## Exercise prompt
Start at the line below containing "use std::fmt::Write;" and stop at the line containing "let mut painter". Repeat every line of that stretch exactly, and nothing outside it.
▬▬▬▬▬▬
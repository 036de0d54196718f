// SVG-based MarkerPainter implementation for testing and visualization
// Generates SVG output from list marker drawing

use rich_text_editor::richtext::list_layout::MarkerPainter;
use rich_text_editor::richtext::styled_document::{Color, Font};
use std::fmt::Write;

/// SVG painter that records every marker as a `<text>` element
pub struct SvgMarkerPainter {
    svg_content: String,
    current_color: Color,
    current_font: Font,
}

impl SvgMarkerPainter {
    /// Create a new SVG painter
    pub fn new(width: i32, height: i32) -> Self {
        let mut painter = SvgMarkerPainter {
            svg_content: String::new(),
            current_color: Color::BLACK,
            current_font: Font::default(),
        };

        writeln!(
            &mut painter.svg_content,
            r#"<svg xmlns="http://www.w3.org/2000/svg" width="{}" height="{}" viewBox="0 0 {} {}">"#,
            width, height, width, height
        )
        .unwrap();

        // White background
        writeln!(
            &mut painter.svg_content,
            r##"  <rect width="{}" height="{}" fill="#ffffff"/>"##,
            width, height
        )
        .unwrap();

        painter
    }

    /// Get the generated SVG content
    pub fn finish(mut self) -> String {
        writeln!(&mut self.svg_content, "</svg>").unwrap();
        self.svg_content
    }

    /// Escape XML text
    fn escape_xml(text: &str) -> String {
        text.replace('&', "&amp;")
            .replace('<', "&lt;")
            .replace('>', "&gt;")
            .replace('"', "&quot;")
            .replace('\'', "&apos;")
    }
}

impl MarkerPainter for SvgMarkerPainter {
    fn set_color(&mut self, color: Color) {
        self.current_color = color;
    }

    fn set_font(&mut self, font: &Font) {
        self.current_font = font.clone();
    }

    fn text_width(&mut self, text: &str, font: &Font) -> f32 {
        // Approximate width: 0.6 * font size per character
        text.chars().count() as f32 * font.size * 0.6
    }

    fn draw_text(&mut self, text: &str, x: f32, y: f32) {
        if text.is_empty() {
            return;
        }

        let weight = if self.current_font.is_bold() {
            "bold"
        } else {
            "normal"
        };

        writeln!(
            &mut self.svg_content,
            r#"  <text x="{:.1}" y="{:.1}" fill="{}" font-family="{}" font-size="{}" font-weight="{}">{}</text>"#,
            x,
            y,
            self.current_color.to_css(),
            Self::escape_xml(&self.current_font.family),
            self.current_font.size,
            weight,
            Self::escape_xml(text)
        )
        .unwrap();
    }
}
▬▬▬▬▬▬
## Written answer
use std::fmt::Write;

/// SVG painter that records every marker as a `<text>` element
pub struct SvgMarkerPainter {
    svg_content: String,
    current_color: Color,
    current_font: Font,
}

impl SvgMarkerPainter {
    /// Create a new SVG painter
    pub fn new(width: i32, height: i32) -> Self {
        let mut painter = SvgMarkerPainter {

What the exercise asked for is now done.